Txulunh Gakran, da Juventude Xokleng, de Santa Catarina, explicou a necessidade de empoderamento das juventudes para a prevenção do suicídio e pela defesa do território. As terras indígenas Laklãnõ Xokleng, que incluem quatro cidades e mais de 15 mil hectares, são o alvo principal do Marco Temporal. Em julgamento no Supremo Tribunal Federal, a decisão pode alterar profundamente a demarcação de terras indígenas no Brasil.
“As decisões, tomadas por homens mais velhos nas comunidades indígenas, não atendiam às nossas demandas. Então, a gente resolveu se organizar enquanto juventude. A gente viu que o alto índice de depressão e suicídio entre os jovens aqui, está muito associado à falta de atividades para ocupar a cabeça mesmo: lazer, estudo, emprego. A gente chegou nas lideranças e pediu para ser ouvida. Com esse apoio, queremos o fortalecimento da nossa juventude. Além disso, pensamos em uma formação política, já que estamos no centro do debate do STF. Temos que proteger e lutar por nossa demarcação de terra”.
Aliança entre Fundos
O edital Em Defesa dos Direitos dos Povos Indígenas faz parte da Aliança entre Fundos. Iniciativa que reúne o Fundo Baobá para Equidade Racial, o Fundo Brasil de Direitos Humanos e o Fundo Casa Socioambiental, tem por objetivo promover, em conjunto, maior aporte de recursos para os povos indígenas, comunidades quilombolas e outros povos tradicionais mais vulnerabilizados pela pandemia de Covid-19.
“Esse é um projeto bastante interessante, destes três fundos de direitos humanos, em fazer uma filantropia colaborativa. Então, nós procuramos parceiros em comum para o financiamento desta parceria. Cada fundo fez o seu edital individualmente. Nós fizemos para os povos indígenas”, explicou a superintendente adjunta do Fundo Brasil, Allyne Andrade.
“Além do aporte financeiro, nós também vamos realizar atividade de formação, de monitoramento e ações de intercâmbio entre os grupos selecionados, tanto pelo Fundo Brasil, quanto nos outros fundos, para que a gente pense estratégias, forme redes e tenha momentos de troca dentro deste projeto da Aliança”, completou Allyne Andrade.
Outros apoios a povos indígenas
Ao longo de seus 15 anos de história, o Fundo Brasil de Direitos Humanos já apoiou diferentes projetos de povos indígenas que lutam por suas terras, seus modos de vida e tradições.

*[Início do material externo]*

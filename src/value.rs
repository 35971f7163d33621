use std::convert::TryFrom;
use std::fmt;
use std::ops::*;

use num::Integer;

use crate::error::{CalcError, PartialComp};

/// Magnitude from which floats switch to scientific notation.
const SCI_UPPER: f64 = 1e16;
/// Magnitude below which floats switch to scientific notation.
const SCI_LOWER: f64 = 1e-4;

/// Represents a canonical value that can be calculated by this library
#[derive(Clone, Copy, Debug, PartialEq)]
pub enum Number {
    /// An integral value. Arithmetic that would overflow it is carried out
    /// as `Float` instead.
    Int(i64),
    /// A floating point number
    Float(f64),
}

impl Default for Number {
    fn default() -> Self {
        Number::Int(0)
    }
}

impl Number {
    /// Reads a number the way the memory keys do: integer when the text is
    /// one, float otherwise, `None` when it is neither.
    pub fn parse_loose(text: &str) -> Option<Number> {
        let text = text.trim();
        if let Ok(n) = text.parse::<i64>() {
            Some(Number::Int(n))
        } else if let Ok(x) = text.parse::<f64>() {
            Some(Number::Float(x))
        } else {
            None
        }
    }

    pub fn is_zero(&self) -> bool {
        match *self {
            Number::Int(n) => n == 0,
            Number::Float(f) => f == 0.0,
        }
    }

    pub fn is_finite(&self) -> bool {
        match *self {
            Number::Int(_) => true,
            Number::Float(f) => f.is_finite(),
        }
    }

    pub fn as_float(&self) -> f64 {
        match *self {
            Number::Int(n) => n as f64,
            Number::Float(n) => n,
        }
    }

    /// Represents a computation that stays integral when both sides are
    /// integers and the integer operation does not overflow, and is cast to
    /// floating point otherwise.
    pub fn castmap<F, G>(self, that: Number, f: F, g: G) -> Number
    where
        F: Fn(i64, i64) -> Option<i64>,
        G: Fn(f64, f64) -> f64,
    {
        match (self, that) {
            (Number::Int(n), Number::Int(m)) => match f(n, m) {
                Some(r) => Number::Int(r),
                None => Number::Float(g(n as f64, m as f64)),
            },
            (lhs, rhs) => Number::Float(g(lhs.as_float(), rhs.as_float())),
        }
    }

    /// Floor division. Integral for two integers.
    pub fn floor_div(self, that: Number) -> Result<Number, CalcError> {
        if that.is_zero() {
            return Err(CalcError::DivideByZero);
        }
        let value = match (self, that) {
            // i64::MIN // -1 is the only overflowing case.
            (Number::Int(n), Number::Int(m)) if !(n == i64::MIN && m == -1) => {
                Number::Int(Integer::div_floor(&n, &m))
            }
            (lhs, rhs) => Number::Float((lhs.as_float() / rhs.as_float()).floor()),
        };
        Ok(value)
    }

    pub fn pow(self, that: Number) -> Result<Number, CalcError> {
        if self.is_zero() && that.as_float() < 0.0 {
            return Err(CalcError::DivideByZero);
        }
        let value = match (self, that) {
            (Number::Int(n), Number::Int(m)) if m >= 0 => {
                let exact = usize::try_from(m)
                    .ok()
                    .and_then(|m| num::checked_pow(n, m));
                match exact {
                    Some(r) => Number::Int(r),
                    None => Number::Float((n as f64).powf(m as f64)),
                }
            }
            (Number::Float(n), Number::Int(m)) if m >= i32::MIN as i64 && m <= i32::MAX as i64 => {
                Number::Float(n.powi(m as i32))
            }
            (lhs, rhs) => Number::Float(lhs.as_float().powf(rhs.as_float())),
        };
        Ok(value)
    }

    /// Fails with `NotFinite` unless the number is finite.
    pub fn finite(self) -> Result<Number, CalcError> {
        if self.is_finite() {
            Ok(self)
        } else {
            Err(CalcError::NotFinite)
        }
    }

    /// Checks that a unary result did not leave the representable range.
    pub fn in_range<T: ToString>(self, op: &'static str, arg: T) -> Result<Number, CalcError> {
        if self.is_finite() {
            Ok(self)
        } else {
            Err(CalcError::WouldOverflow(PartialComp::unary(op, arg)))
        }
    }
}

impl fmt::Display for Number {
    fn fmt(&self, f: &mut fmt::Formatter) -> fmt::Result {
        match *self {
            Number::Int(n) => write!(f, "{}", n),
            Number::Float(x) if !x.is_finite() => write!(f, "{}", x),
            Number::Float(x) => {
                let magnitude = x.abs();
                if x == 0.0 || (magnitude >= SCI_LOWER && magnitude < SCI_UPPER) {
                    // Integral floats print without a fractional part.
                    write!(f, "{}", x)
                } else {
                    write!(f, "{:e}", x)
                }
            }
        }
    }
}

impl Add for Number {
    type Output = Self;

    fn add(self, that: Number) -> Self::Output {
        self.castmap(that, |x, y| x.checked_add(y), |x, y| x + y)
    }
}

impl Sub for Number {
    type Output = Self;

    fn sub(self, that: Number) -> Self::Output {
        self.castmap(that, |x, y| x.checked_sub(y), |x, y| x - y)
    }
}

impl Mul for Number {
    type Output = Self;

    fn mul(self, that: Number) -> Self::Output {
        self.castmap(that, |x, y| x.checked_mul(y), |x, y| x * y)
    }
}

impl Div for Number {
    type Output = Result<Self, CalcError>;

    /// True division: the quotient is always a float.
    fn div(self, that: Number) -> Self::Output {
        if that.is_zero() {
            return Err(CalcError::DivideByZero);
        }
        Ok(Number::Float(self.as_float() / that.as_float()))
    }
}

impl Neg for Number {
    type Output = Self;

    fn neg(self) -> Self::Output {
        match self {
            Number::Int(n) => match n.checked_neg() {
                Some(r) => Number::Int(r),
                None => Number::Float(-(n as f64)),
            },
            Number::Float(f) => Number::Float(-f),
        }
    }
}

São iniciativas voltadas à garantia de direitos, à preservação ao meio ambiente, resistência a megaprojetos, combate ao preconceito e violências, ao resgate cultural e à formação em direitos humanos.
“Além de apoiar grupos indígenas em diferentes editais, temos o SOS Amazônia para apoio a organizações que precisam de recursos de forma mais emergencial para enfrentar invasão de terras, desmatamentos, queimadas e outras violações. Temos também o fundo emergencial para defensores de direitos humanos, voltado para ativistas que estão com suas vidas ameaçadas. Por isso é uma alegria ter, em um momento tão crucial no Brasil, um apoio específico em um edital, em meio a uma desconstrução dos direitos dos povos indígenas no Brasil como estamos vendo”, finalizou Ana Valéria Araújo.